I haven't posted here in awhile but really need some advice. My boyfriend and I have been having problems and on New Year's Eve it got worse. Basically, he was flirting with a much younger girl (10 years younger) at a house party. He brought her into the bathroom. I found out just a couple of minutes afterwards. I stormed in (the door was unlocked) and told the girl to get the f*** out. She didn't move. Then, I told him to tell her to get the f*** out. He didn't. Then, I finally said, "If you don't tell her to get the f*** out than we are done". There was no movement. I left and tried to call for a cab on New Year's which was impossible. Long story short, I had to wait until his friends decided to leave 2 hours later. I went home and packed my bag for a couple of days and stayed at a motel. I called and left a message to say where I was. He accussed my of being with another guy. He ended up leaving that night to a party with his friends. He didn't show up until 11:00 AM the next day and went to sleep. I asked him if he cheated on me and he said, "no". But, I still can't believe that he left or that he didn't tell that girl to leave the bathroom.

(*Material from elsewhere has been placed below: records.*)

//! # chatlens-core
//!
//! Core library for chatlens, an offline analyzer for WhatsApp chat-history
//! databases.
//!
//! This library provides:
//! - Schema detection across several on-disk layouts
//! - Mapping into one canonical model of chats, messages and media
//! - Optional contact resolution against the contacts database
//! - Activity, contact, text, emoji, media and response-time analytics
//! - A serializable report model
//!
//! ## Architecture
//!
//! Data flows one way through five stages:
//! - **Detect:** classify the message database into a [`SchemaGeneration`]
//! - **Map:** extract a canonical [`Dataset`] with the matching strategy
//! - **Resolve:** build a [`ContactDirectory`] (empty without contacts)
//! - **Aggregate:** compute an [`AggregateResult`](analytics::AggregateResult)
//! - **Report:** assemble the [`Report`]
//!
//! ## Example
//!
//! ```rust,no_run
//! use chatlens_core::{pipeline, Config, PipelineInput};
//!
//! let config = Config::load().expect("failed to load config");
//! let input = PipelineInput::new("msgstore.db").with_contacts("wa.db");
//! let report = pipeline::run(&input, &config).expect("analysis failed");
//! println!("{}", report.to_json(true).expect("serialize"));
//! ```

// Re-export commonly used items at the crate root
pub use config::Config;
pub use contacts::{Contact, ContactDirectory, ContactRef, ContactsStatus};
pub use error::{Error, Result, Stage};
pub use ingest::SchemaGeneration;
pub use pipeline::PipelineInput;
pub use report::{DatasetStatus, Report};
pub use types::*;

// Public modules
pub mod analytics;
pub mod config;
pub mod contacts;
pub mod error;
pub mod format;
pub mod ingest;
pub mod logging;
pub mod pipeline;
pub mod report;
pub mod types;
//! Media counts, sizes and top senders.

use super::ranking::rank_order;
use super::AnalysisContext;
use crate::types::{ContentKind, Sender};
use chrono::{DateTime, Utc};
use serde::Serialize;
use std::collections::{BTreeMap, HashMap};

/// Count and known bytes for one kind (or one sender).
#[derive(Debug, Clone, Copy, Default, PartialEq, Eq, Serialize)]
pub struct KindTotals {
    pub count: u64,
    /// Sum of sizes that are known
    pub bytes: u64,
    /// Items whose size is unknown
    pub unsized_items: u64,
}

impl KindTotals {
    fn add(&mut self, bytes: Option<u64>) {
        self.count += 1;
        match bytes {
            Some(b) => self.bytes = self.bytes.saturating_add(b),
            None => self.unsized_items += 1,
        }
    }
}

/// Media sent by one sender.
#[derive(Debug, Clone, PartialEq, Serialize)]
pub struct SenderMedia {
    pub sender: Sender,
    pub display_name: String,
    #[serde(flatten)]
    pub totals: KindTotals,
    pub by_kind: BTreeMap<ContentKind, u64>,
    pub last_sent: DateTime<Utc>,
}

/// Media metrics.
#[derive(Debug, Clone, Default, Serialize)]
pub struct MediaStats {
    #[serde(flatten)]
    pub totals: KindTotals,
    /// Media kinds that occur
    pub by_kind: BTreeMap<ContentKind, KindTotals>,
    /// Sender label (`me` or the raw identifier) → item count
    pub per_sender: BTreeMap<String, u64>,
    pub top_senders: Vec<SenderMedia>,
}

/// Key for [`MediaStats::per_sender`].
fn sender_label(sender: &Sender) -> String {
    match sender {
        Sender::Me => "me".to_string(),
        Sender::Participant(id) => id.clone(),
    }
}

pub fn compute(ctx: &AnalysisContext<'_>) -> MediaStats {
    let mut stats = MediaStats::default();
    let mut senders: HashMap<&Sender, SenderMedia> = HashMap::new();

    for (item, message) in ctx.dataset.media_messages() {
        stats.totals.add(item.byte_size);
        stats.by_kind.entry(item.kind).or_default().add(item.byte_size);

        let entry = senders
            .entry(&message.sender)
            .or_insert_with(|| SenderMedia {
                sender: message.sender.clone(),
                display_name: ctx.contacts.sender_name(&message.sender).to_string(),
                totals: KindTotals::default(),
                by_kind: BTreeMap::new(),
                last_sent: message.timestamp,
            });
        entry.totals.add(item.byte_size);
        *entry.by_kind.entry(item.kind).or_insert(0) += 1;
        // media is visited in time order
        entry.last_sent = message.timestamp;
    }

    stats.per_sender = senders
        .values()
        .map(|s| (sender_label(&s.sender), s.totals.count))
        .collect();

    let mut ranked: Vec<SenderMedia> = senders.into_values().collect();
    ranked.sort_by(|a, b| {
        rank_order(
            (a.totals.count, a.last_sent, a.sender.sort_key()),
            (b.totals.count, b.last_sent, b.sender.sort_key()),
        )
    });
    ranked.truncate(ctx.config.top_n);
    stats.top_senders = ranked;

    stats
}

#[cfg(test)]
mod tests {
    use super::*;
    use crate::analytics::testutil::DatasetBuilder;
    use crate::config::AnalysisConfig;
    use crate::contacts::ContactDirectory;

    #[test]
    fn test_media_totals_and_senders() {
        let a = "a@s.whatsapp.net";
        let b = "b@s.whatsapp.net";
        let ds = DatasetBuilder::new()
            .media(a, Some(a), 1, ContentKind::Photo, Some(1000))
            .media(a, Some(a), 2, ContentKind::Video, None)
            .media(a, None, 3, ContentKind::Photo, Some(500))
            .media("g@g.us", Some(b), 4, ContentKind::Sticker, Some(20))
            .media("g@g.us", Some(b), 5, ContentKind::Unknown, None)
            .msg(a, None, 6, "text is not media")
            .media(a, None, 7, ContentKind::System, None)
            .build();
        let contacts = ContactDirectory::empty();
        let config = AnalysisConfig::default();
        let ctx = AnalysisContext::new(&ds, &contacts, &config).unwrap();

        let stats = compute(&ctx);
        assert_eq!(stats.totals.count, 5);
        assert_eq!(stats.totals.bytes, 1520);
        assert_eq!(stats.totals.unsized_items, 2);
        assert_eq!(stats.by_kind[&ContentKind::Photo].count, 2);
        assert_eq!(stats.by_kind[&ContentKind::Photo].bytes, 1500);
        assert!(!stats.by_kind.contains_key(&ContentKind::Text));
        assert!(!stats.by_kind.contains_key(&ContentKind::System));

        assert_eq!(stats.per_sender["me"], 1);
        assert_eq!(stats.per_sender[a], 2);
        assert_eq!(stats.per_sender[b], 2);

        // a and b tie on count; b sent more recently
        let order: Vec<&str> = stats
            .top_senders
            .iter()
            .map(|s| s.display_name.as_str())
            .collect();
        assert_eq!(order, vec![b, a, "Me"]);
        assert_eq!(stats.top_senders[1].by_kind[&ContentKind::Video], 1);
    }

    #[test]
    fn test_byte_totals_saturate() {
        let mut totals = KindTotals::default();
        totals.add(Some(u64::MAX - 1));
        totals.add(Some(10));
        totals.add(None);
        assert_eq!(totals.count, 3);
        assert_eq!(totals.bytes, u64::MAX);
        assert_eq!(totals.unsized_items, 1);
    }

    #[test]
    fn test_top_senders_limit() {
        let mut builder = DatasetBuilder::new();
        let ids: Vec<String> = (0..5).map(|i| format!("{}@s.whatsapp.net", i)).collect();
        for (i, id) in ids.iter().enumerate() {
            builder = builder.media(id, Some(id), i as i64 + 1, ContentKind::Photo, None);
        }
        let ds = builder.build();
        let contacts = ContactDirectory::empty();
        let config = AnalysisConfig {
            top_n: 3,
            ..Default::default()
        };
        let ctx = AnalysisContext::new(&ds, &contacts, &config).unwrap();

        let stats = compute(&ctx);
        assert_eq!(stats.top_senders.len(), 3);
        assert_eq!(stats.per_sender.len(), 5);
    }
}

He realized how serious I was in leaving when I found out that I have been approved for a home loan and started house shopping. So, he decided to go to a counselor with me. We have went once and we have another appointment in a week. He thinks its a trust issue with me and I think it is a lack of commitment on his part. We have been together for 3 1/2 years. We talked about getting married this summer but that is obviously pushed back until we are getting along. I have realized that I don't like him or trust him when he drinks. I even told him that and his response was, "Well, who does?". This isn't the first time that we have had a fight while drinking at a party or bar.

I feel like we are at different stages in our lives. I am 4 1/2 years older than he is. I have never really felt comfortable living together because it is against my belief's. I feel like a hipocrit really because I am not living the life I want to live. I am really through with the parties and bar sceen. I wanted to get married and have children. I posted about this several months ago.

My boyfriend seems to want to work it out and I feel that he wants the counselor to say that I am wrong in not trusting him. He has done and said things that have caused mistrust. It has made me question things which I can understand how it makes him craze but he causes the doubt in the first place. He has told me that we may as well break up if I decided to move out because he doesn't want to move backwards in the relationship. I doesn't even want to go to a counselor if I do move out. I just really want to move out because I am making a lot more income this year and coud use the tax break for next year. He said that I am selfish when I have lived with him for 3 1/2 years. I told him it was only fair that I move out and own my own place and he could rent from me if he wants to. Now, I don't even know if I want him to live with me.

Please help me. Anything you say, I greatly appreciate.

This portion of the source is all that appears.